Problem to work on:
Return the following from the records below: each line, word for word, starting with the line that contains "fn bar(&mut self, total: usize)" and going on through the line that contains "let bar = ProgressBar::new(total", with nothing outside that range.

START Supplied data

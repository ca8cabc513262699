//! バッチ処理の進捗表示（CLI）

use crate::batch::{progress_message, BatchObserver, BatchReport, FileError};
use image_extract_common::ExtractionRecord;
use indicatif::{ProgressBar, ProgressStyle};

const TEMPLATE: &str = "{spinner:.green} [{bar:30.cyan/blue}] {pos}/{len} {msg}";

/// indicatifのプログレスバーで進捗を表示する
#[derive(Default)]
pub struct ProgressReporter {
    bar: Option<ProgressBar>,
    verbose: bool,
}

impl ProgressReporter {
    pub fn new(verbose: bool) -> Self {
        Self { bar: None, verbose }
    }

    fn bar(&mut self, total: usize) -> &ProgressBar {
        self.bar.get_or_insert_with(|| {
            let style = ProgressStyle::with_template(TEMPLATE)
                .unwrap_or_else(|_| ProgressStyle::default_bar())
                .progress_chars("=> ");
            let bar = ProgressBar::new(total as u64);
            bar.set_style(style);
            bar.enable_steady_tick(std::time::Duration::from_millis(120));
            bar
        })
    }

    fn println(&self, line: String) {
        match &self.bar {
            Some(bar) => bar.println(line),
            None => println!("{}", line),
        }
    }
}

impl BatchObserver for ProgressReporter {
    fn on_file_start(&mut self, index: usize, total: usize, file_name: &str) {
        self.bar(total).set_message(progress_message(index, total, file_name));
    }

    fn on_file_success(&mut self, record: &ExtractionRecord) {
        if self.verbose {
            self.println(format!(
                "  ✔ {} ({}項目, id={})",
                record.source_name,
                record.fields.len(),
                record.id
            ));
        }
        if let Some(bar) = &self.bar {
            bar.inc(1);
        }
    }

    fn on_file_failure(&mut self, error: &FileError) {
        self.println(format!("  ✖ {}", error));
        if let Some(bar) = &self.bar {
            bar.inc(1);
        }
    }

    fn on_batch_finish(&mut self, _report: &BatchReport) {
        if let Some(bar) = self.bar.take() {
            bar.finish_and_clear();
        }
    }
}
//! Export core modules shared across the CLI and other front ends.

#[cfg(feature = "excel")]
pub mod excel_core;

END Supplied data

Written answer:
    fn bar(&mut self, total: usize) -> &ProgressBar {
        self.bar.get_or_insert_with(|| {
            let style = ProgressStyle::with_template(TEMPLATE)
                .unwrap_or_else(|_| ProgressStyle::default_bar())
                .progress_chars("=> ");
            let bar = ProgressBar::new(total as u64);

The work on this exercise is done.